Topo Athletic Terraventure 3 Review

In previous shoe reviews, I’ve expressed my frustration with shoe companies that issue a “new and improved” model of a favorite trail shoe that turns out to be considerably less satisfying than the previous version. Sure, occasionally an update works out for the best, but it seems that eventually, every company must succumb to the “let’s wreck our great shoe” compulsion.

Given that, I confess hesitation when the rep from Topo Athletic let me know that the company was releasing version 3 of its Terraventure trail shoe. The Terraventure 2 has been my go-to running and hiking shoe since I found Topo (after my previous go-to company foolishly messed with the design of my previous favorite shoe).

Much to my delight, the rep was able to send a pair of the TV3 for me to test-drive at mile 369 of the Pacific Crest Trail. Even more to my delight, I am happy to report that after nearly 600 tough miles of desert and high Sierra terrain, this is now my go-to long-distance trail shoe; whether it will measure up as a running shoe, I won’t know until I finish the PCT.

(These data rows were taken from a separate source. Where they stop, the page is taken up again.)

//! Seed the catalog with demo products.
//!
//! Inserts go through `CatalogService::create`, i.e. the same slugify +
//! resolve + conflict-retry pipeline as the admin API - the seeder has no
//! slug logic of its own. Re-running the command adds suffixed slugs
//! rather than failing, which is what you want for a demo data set.

use rust_decimal::Decimal;
use tracing::info;

use marigold_storefront::services::catalog::{CatalogService, ProductInput};

use super::{CommandError, connect};

struct DemoProduct {
    title: &'static str,
    price: i64,
    mrp: i64,
    stock: i32,
    colors: &'static [&'static str],
    sizes: &'static [&'static str],
}

const DEMO_PRODUCTS: &[DemoProduct] = &[
    DemoProduct {
        title: "Café Crème Leggings",
        price: 499,
        mrp: 999,
        stock: 120,
        colors: &["beige", "black"],
        sizes: &["S", "M", "L", "XL"],
    },
    DemoProduct {
        title: "Red Top",
        price: 300,
        mrp: 499,
        stock: 80,
        colors: &["red"],
        sizes: &["S", "M", "L"],
    },
    DemoProduct {
        title: "Printed Kurti - Indigo",
        price: 799,
        mrp: 1299,
        stock: 45,
        colors: &["indigo", "white"],
        sizes: &["M", "L", "XL"],
    },
    DemoProduct {
        title: "Cotton Palazzo",
        price: 649,
        mrp: 899,
        stock: 60,
        colors: &["white", "navy", "olive"],
        sizes: &["Free Size"],
    },
    DemoProduct {
        title: "Festive Dupatta",
        price: 350,
        mrp: 550,
        stock: 200,
        colors: &["gold", "maroon"],
        sizes: &[],
    },
];

/// Insert the demo catalog.
///
/// # Errors
///
/// Returns an error if the database is unreachable or an insert fails.
pub async fn run() -> Result<(), CommandError> {
    let pool = connect().await?;
    let catalog = CatalogService::new(pool);

    for demo in DEMO_PRODUCTS {
        let input = ProductInput {
            title: demo.title.to_owned(),
            slug: None,
            price: Decimal::from(demo.price),
            mrp: Some(Decimal::from(demo.mrp)),
            stock: demo.stock,
            images: Vec::new(),
            colors: demo.colors.iter().map(|&c| c.to_owned()).collect(),
            sizes: demo.sizes.iter().map(|&s| s.to_owned()).collect(),
        };

        let product = catalog.create(input).await?;
        info!(slug = %product.slug, "seeded {}", product.title);
    }

    info!("Seeded {} products", DEMO_PRODUCTS.len());
    Ok(())
}
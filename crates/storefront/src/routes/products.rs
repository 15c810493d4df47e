//! Public catalog route handlers.

use axum::Json;
use axum::extract::{Path, Query, State};
use serde::{Deserialize, Serialize};
use tracing::instrument;

use crate::error::{AppError, Result};
use crate::models::product::Product;
use crate::state::AppState;

const DEFAULT_PAGE_SIZE: i64 = 24;
const MAX_PAGE_SIZE: i64 = 100;

/// Paging query for the product listing.
#[derive(Debug, Deserialize)]
pub struct ListQuery {
    #[serde(default)]
    pub page: Option<i64>,
    #[serde(default)]
    pub per_page: Option<i64>,
}

/// Product listing response.
#[derive(Debug, Serialize)]
pub struct ListResponse {
    pub products: Vec<Product>,
    pub total: i64,
    pub page: i64,
    pub per_page: i64,
}

/// `GET /products` - paged catalog listing, newest first.
#[instrument(skip(state))]
pub async fn index(
    State(state): State<AppState>,
    Query(query): Query<ListQuery>,
) -> Result<Json<ListResponse>> {
    let page = query.page.unwrap_or(1).max(1);
    let per_page = query
        .per_page
        .unwrap_or(DEFAULT_PAGE_SIZE)
        .clamp(1, MAX_PAGE_SIZE);
    let offset = (page - 1).saturating_mul(per_page);

    let (products, total) = state.catalog().list(per_page, offset).await?;

    Ok(Json(ListResponse {
        products,
        total,
        page,
        per_page,
    }))
}

/// `GET /products/{slug}` - product detail.
#[instrument(skip(state))]
pub async fn show(
    State(state): State<AppState>,
    Path(slug): Path<String>,
) -> Result<Json<Product>> {
    let product = state
        .catalog()
        .get_by_slug(&slug)
        .await?
        .ok_or_else(|| AppError::NotFound(format!("product: {slug}")))?;

    Ok(Json(product))
}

As an aside, I started the PCT in another pair of Topos, and they were a disaster – through no fault of the shoe. I had already run some 400 miles in them, and for the first time ever – take note, AT hikers! – my feet really did swell up on the trail. By day 4, they were a mess of blisters. I temporarily replaced them with an acceptable alternative, knowing that the new Topos were on the way soon enough.

And thank goodness: tough, durable, and comfortable, the TV3 is an outstanding shoe for long-distance hikers. Even after nearly 600 miles – when many of my fellow hikers’ Brand X shoes had blown apart at the seams – there was only the slightest wear in the uppers, and the tread was just fine.

topo athletic terraventure 3

Brand-spankin’-new Topo Athletic Terraventure 3, at mile 369 of the Pacific Crest Trail. Clay Bonnyman Evans photo.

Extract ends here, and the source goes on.